Но тут кудрявенький шофер, напоследок припав к папиросе, отчаянно кося, отшвырнул ее и, прыгнув за руль, демонстративно хлопнул дверцей. Софья Андреевна не то обняла старуху, не то оттолкнула и опрометью бросилась к автобусу, едва успев протиснуться между испускавших шипение створок в бензиновую полутьму. Однако еще не поехали: шофер, отмотав ей на восемь рублей серых и розовых билетов, сунулся было с ключом заводить мотор, но на все его тычки выходил только надсадный сосущий звук, обрывавшийся почти на визге. Софья Андреевна двинулась по узкому глубокому проходу, перелезая через горы поклажи, застревая ногами в тесной глубине. Пассажиры, ехавшие, очевидно, с ночи, спали, свесив набок бесприютные головы,– шеи с глубокими складками были старее бледных, грубых, березовых лиц,– другие, только что севшие, пристраивались, со вздохами закрывали глаза, ерзали, пытаясь слезть пониже в тесном пространстве между маленьких, словно детсадовских, сидений. Девчонка обнаружилась в самом конце – заняла последнее свободное место подле утонувшего носом в седой бородище, горько воняющего старика и уселась, подоткнувши юбку кулаками,– при виде матери вытянула сумку из-под коленок и снова уставилась в рябое от засохших капель, яркое окно. Софья Андреевна со злостью запихала сумку обратно, на что девчонка протестующе фыркнула,– тоже выглянула наружу и увидала, что старуха все-таки доползла до остановки,– уловила самый момент, когда свекровь, ухватившись за дерево, потянулась от него к столбу и едва не упала на землю, словно червивую от окурков и плевков. Наконец мотор зарокотал, и старуха замерла у черного столба, широко расставив ноги-мотыги под низко свесившейся балахониной, сквозившей на просвет, будто грязная марля.

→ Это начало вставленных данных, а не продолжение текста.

use docstr_swagger::{
    collector::{ApiDoc, ApiDocumentation, DocumentationCollector, GeneratorConfig},
    error::Error,
    handler::HttpMethod,
    manifest::ManifestSource,
    operation::{Operation, ParamLocation, ValueKind},
    serializer::{serialize_json, serialize_yaml},
};
use pretty_assertions::assert_eq;
use tempfile::TempDir;

const SHOP_URLS: &str = include_str!("fixtures/shop/urls.yaml");
const SHOP_API_URLS: &str = include_str!("fixtures/shop/api/urls.yaml");

/// Helper function to create a temporary routes directory
fn create_routes_dir(files: Vec<(&str, &str)>) -> TempDir {
    let temp_dir = TempDir::new().expect("Failed to create temp directory");

    for (path, content) in files {
        let file_path = temp_dir.path().join(path);
        if let Some(parent) = file_path.parent() {
            std::fs::create_dir_all(parent).expect("Failed to create parent directories");
        }
        std::fs::write(&file_path, content).expect("Failed to write route module");
    }

    temp_dir
}

fn shop_dir() -> TempDir {
    create_routes_dir(vec![("urls.yaml", SHOP_URLS), ("api/urls.yaml", SHOP_API_URLS)])
}

fn generate(config: GeneratorConfig) -> ApiDocumentation {
    let temp_dir = shop_dir();
    let source = ManifestSource::load_dir(temp_dir.path()).expect("Failed to load route modules");
    DocumentationCollector::new(config)
        .generate(&source)
        .expect("Failed to generate documentation")
}

fn api<'a>(docs: &'a ApiDocumentation, path: &str) -> &'a ApiDoc {
    docs.apis
        .iter()
        .find(|api| api.path == path)
        .unwrap_or_else(|| panic!("no endpoint documented at {}", path))
}

fn operation(api: &ApiDoc, method: HttpMethod) -> &Operation {
    api.operations
        .iter()
        .find(|op| op.http_method == method)
        .unwrap_or_else(|| panic!("no {} operation at {}", method, api.path))
}

fn param_names(op: &Operation) -> Vec<&str> {
    op.parameters.iter().map(|p| p.name.as_str()).collect()
}

#[test]
fn test_shop_end_to_end_generation() {
    let docs = generate(GeneratorConfig::default());

    let paths: Vec<_> = docs.apis.iter().map(|api| api.path.as_str()).collect();
    assert_eq!(
        paths,
        vec!["/api/users/", "/api/users/{pk}/", "/api/accounts/", "/admin/audit/"],
        "router root, documentation views, plain functions and format suffixes are skipped"
    );

    assert_eq!(
        docs.top_level_apis().into_iter().collect::<Vec<_>>(),
        vec!["accounts".to_string(), "users".to_string()]
    );
    assert_eq!(
        docs.models.keys().map(String::as_str).collect::<Vec<_>>(),
        vec!["Account", "Group", "User"]
    );
}

#[test]
fn test_simple_handler_operations() {
    let docs = generate(GeneratorConfig::default());
    let users = api(&docs, "/api/users/");

    assert_eq!(users.description, "Users of the shop");
    assert_eq!(users.api.as_deref(), Some("users"));

    let list = operation(users, HttpMethod::Get);
    assert_eq!(list.summary, "Page through users.");
    assert_eq!(list.operation_id, "User_List");
    assert_eq!(list.response_type.as_deref(), Some("UserSerializer"));
    assert_eq!(param_names(list), vec!["page", "ordering"]);
    assert_eq!(list.parameters[0].data_type, "integer");
    assert_eq!(list.parameters[0].location, ParamLocation::Query);
    assert_eq!(list.parameters[1].description.as_deref(), Some("Sort key"));
    assert!(list.notes.starts_with("Users of the shop."));
    assert!(!list.notes.contains("ordering"));
    assert!(!list.notes.contains("api:"));

    let create = operation(users, HttpMethod::Post);
    assert_eq!(create.response_type.as_deref(), Some("UserSummary"));
    assert_eq!(param_names(create), vec!["username", "email", "ordering"]);

    let username = &create.parameters[0];
    assert_eq!(username.location, ParamLocation::Form);
    assert_eq!(username.data_type, "string");
    assert_eq!(username.description.as_deref(), Some("Login name"));
    let range = username.allowed_values.as_ref().expect("max_length yields a range");
    assert_eq!(range.kind, ValueKind::Range);
    assert_eq!(range.max, Some(30));
    assert_eq!(create.parameters[1].data_type, "email");
}

#[test]
fn test_hidden_method_and_path_parameters() {
    let docs = generate(GeneratorConfig::default());
    let detail = api(&docs, "/api/users/{pk}/");

    assert_eq!(detail.operations.len(), 1, "DELETE is hidden");
    let fetch = operation(detail, HttpMethod::Get);
    assert_eq!(fetch.summary, "Fetch a user.");
    assert_eq!(param_names(fetch), vec!["pk"]);
    assert_eq!(fetch.parameters[0].required, Some(true));
    assert_eq!(fetch.parameters[0].location, ParamLocation::Path);
}

#[test]
fn test_dispatch_handler_operations() {
    let docs = generate(GeneratorConfig::default());
    let accounts = api(&docs, "/api/accounts/");

    let methods: Vec<_> = accounts.operations.iter().map(|op| op.http_method).collect();
    assert_eq!(methods, vec![HttpMethod::Get, HttpMethod::Post]);

    let list = operation(accounts, HttpMethod::Get);
    assert_eq!(list.summary, "List accounts.");
    assert_eq!(list.operation_id, "Account");
    assert!(list.parameters.is_empty());

    let create = operation(accounts, HttpMethod::Post);
    assert_eq!(param_names(create), vec!["AccountSerializer", "currency"]);
    assert_eq!(create.parameters[0].location, ParamLocation::Body);
    assert_eq!(create.parameters[1].location, ParamLocation::Form);
    assert_eq!(create.parameters[1].required, Some(true));
    assert_eq!(create.parameters[1].description.as_deref(), Some("ISO code"));
}

#[test]
fn test_namespace_exclusion() {
    let docs = generate(GeneratorConfig {
        exclude_namespaces: vec!["admin".to_string()],
        ..Default::default()
    });
    assert_eq!(docs.apis.len(), 3);
    assert!(docs.apis.iter().all(|api| !api.path.starts_with("/admin/")));
}

#[test]
fn test_filter_path() {
    let docs = generate(GeneratorConfig {
        filter_path: Some("users".to_string()),
        ..Default::default()
    });

    let paths: Vec<_> = docs.apis.iter().map(|api| api.path.as_str()).collect();
    assert_eq!(paths, vec!["/api/users/", "/api/users/{pk}/"]);
    assert_eq!(
        docs.models.keys().map(String::as_str).collect::<Vec<_>>(),
        vec!["Group", "User"]
    );

    let user = &docs.models["User"];
    assert_eq!(user.description.as_deref(), Some("A registered user."));
    assert_eq!(user.properties.len(), 2);
}

#[test]
fn test_non_default_root_module() {
    let docs = generate(GeneratorConfig {
        route_module: Some("api.urls".to_string()),
        ..Default::default()
    });

    let paths: Vec<_> = docs.apis.iter().map(|api| api.path.as_str()).collect();
    assert_eq!(paths, vec!["/users/", "/users/{pk}/", "/accounts/"]);
}

#[test]
fn test_yaml_serialization_format() {
    let docs = generate(GeneratorConfig::default());
    let yaml = serialize_yaml(&docs).expect("Failed to serialize to YAML");

    let value: serde_yaml::Value = serde_yaml::from_str(&yaml).expect("Output should be valid YAML");
    assert_eq!(value["apis"][0]["path"], "/api/users/");
    assert_eq!(value["apis"][0]["operations"][0]["httpMethod"], "GET");
    assert_eq!(value["models"]["Account"]["description"], "A customer account.");
}

#[test]
fn test_json_serialization_format() {
    let docs = generate(GeneratorConfig::default());
    let json = serialize_json(&docs).expect("Failed to serialize to JSON");

    let value: serde_json::Value = serde_json::from_str(&json).expect("Output should be valid JSON");
    let post = &value["apis"][0]["operations"][1];
    assert_eq!(post["httpMethod"], "POST");
    assert_eq!(post["nickname"], "User_List");
    assert_eq!(post["type"], "UserSummary");
    assert_eq!(post["parameters"][0]["paramType"], "form");
    assert_eq!(post["parameters"][0]["allowableValues"]["valueType"], "RANGE");
    assert_eq!(post["parameters"][0]["allowableValues"]["max"], 30);
}

#[test]
fn test_missing_root_module() {
    let temp_dir = shop_dir();
    let source = ManifestSource::load_dir(temp_dir.path()).unwrap();
    let config = GeneratorConfig {
        route_module: Some("project.urls".to_string()),
        ..Default::default()
    };

    match DocumentationCollector::new(config).generate(&source) {
        Err(Error::RouteImport { module, .. }) => assert_eq!(module, "project.urls"),
        other => panic!("expected a route import error, got {:?}", other),
    }
}

#[test]
fn test_dispatch_handler_without_action_map() {
    let urls = "\
urlpatterns:
  - pattern: '^accounts/$'
    view: AccountViewSet
views:
  AccountViewSet:
    kind: dispatch
    methods:
      list: List accounts.
";
    let temp_dir = create_routes_dir(vec![("urls.yaml", urls)]);
    let source = ManifestSource::load_dir(temp_dir.path()).unwrap();

    match DocumentationCollector::new(GeneratorConfig::default()).generate(&source) {
        Err(Error::UnsupportedHandler { handler, path }) => {
            assert_eq!(handler, "AccountViewSet");
            assert_eq!(path, "/accounts/");
        }
        other => panic!("expected an unsupported handler error, got {:?}", other),
    }
}

#[test]
fn test_look_around_leaf_pattern_is_still_documented() {
    let urls = "\
urlpatterns:
  - pattern: '^(?!admin/)(?P<slug>[\\w-]+)/$'
    view: PageView
  - pattern: '^users/$'
    view: UserView
views:
  PageView:
    methods:
      get: Render a page.
  UserView:
    methods:
      get: List users.
";
    let temp_dir = create_routes_dir(vec![("urls.yaml", urls)]);
    let source = ManifestSource::load_dir(temp_dir.path()).unwrap();

    let docs = DocumentationCollector::new(GeneratorConfig::default())
        .generate(&source)
        .expect("look-around patterns must not abort generation");

    let paths: Vec<_> = docs.apis.iter().map(|api| api.path.as_str()).collect();
    assert_eq!(paths, vec!["/{var}{slug}/", "/users/"]);
    assert_eq!(operation(&docs.apis[0], HttpMethod::Get).summary, "Render a page.");
}

#[test]
fn test_unparsable_root_module_names_the_cause() {
    let temp_dir = create_routes_dir(vec![(
        "urls.yaml",
        "urlpatterns:\n  - pattern: '^users/$'\n    view: [unclosed\n",
    )]);
    let source = ManifestSource::load_dir(temp_dir.path()).unwrap();

    match DocumentationCollector::new(GeneratorConfig::default()).generate(&source) {
        Err(err @ Error::RouteImport { .. }) => {
            let message = err.to_string();
            assert!(message.contains("urls.yaml could not be loaded"), "{}", message);
            assert!(!message.contains("module not found"), "{}", message);
        }
        other => panic!("expected a route import error, got {:?}", other),
    }
}

#[test]
fn test_empty_routes_directory() {
    let temp_dir = create_routes_dir(vec![]);
    let source = ManifestSource::load_dir(temp_dir.path()).unwrap();

    assert_eq!(source.module_names().count(), 0);
    let result = DocumentationCollector::new(GeneratorConfig::default()).generate(&source);
    assert!(matches!(result, Err(Error::RouteImport { .. })));
}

Все – измученная улыбками группа провожающих, по диагонали освещенная уже горячим солнцем будочка кассы, рыжая кошка на ее крылечке, словно лекарством беленное сооружение туалета с беленой же, засыпанной комками извести землей вокруг него,– все замерло, стало, уступая движение автобусу, как бы отпуская его от себя,– и только дальше, на равнодушных улицах, мало-помалу зашагали прохожие, тоже сходившие на обочину и провожавшие междугородний гримасой из-под руки.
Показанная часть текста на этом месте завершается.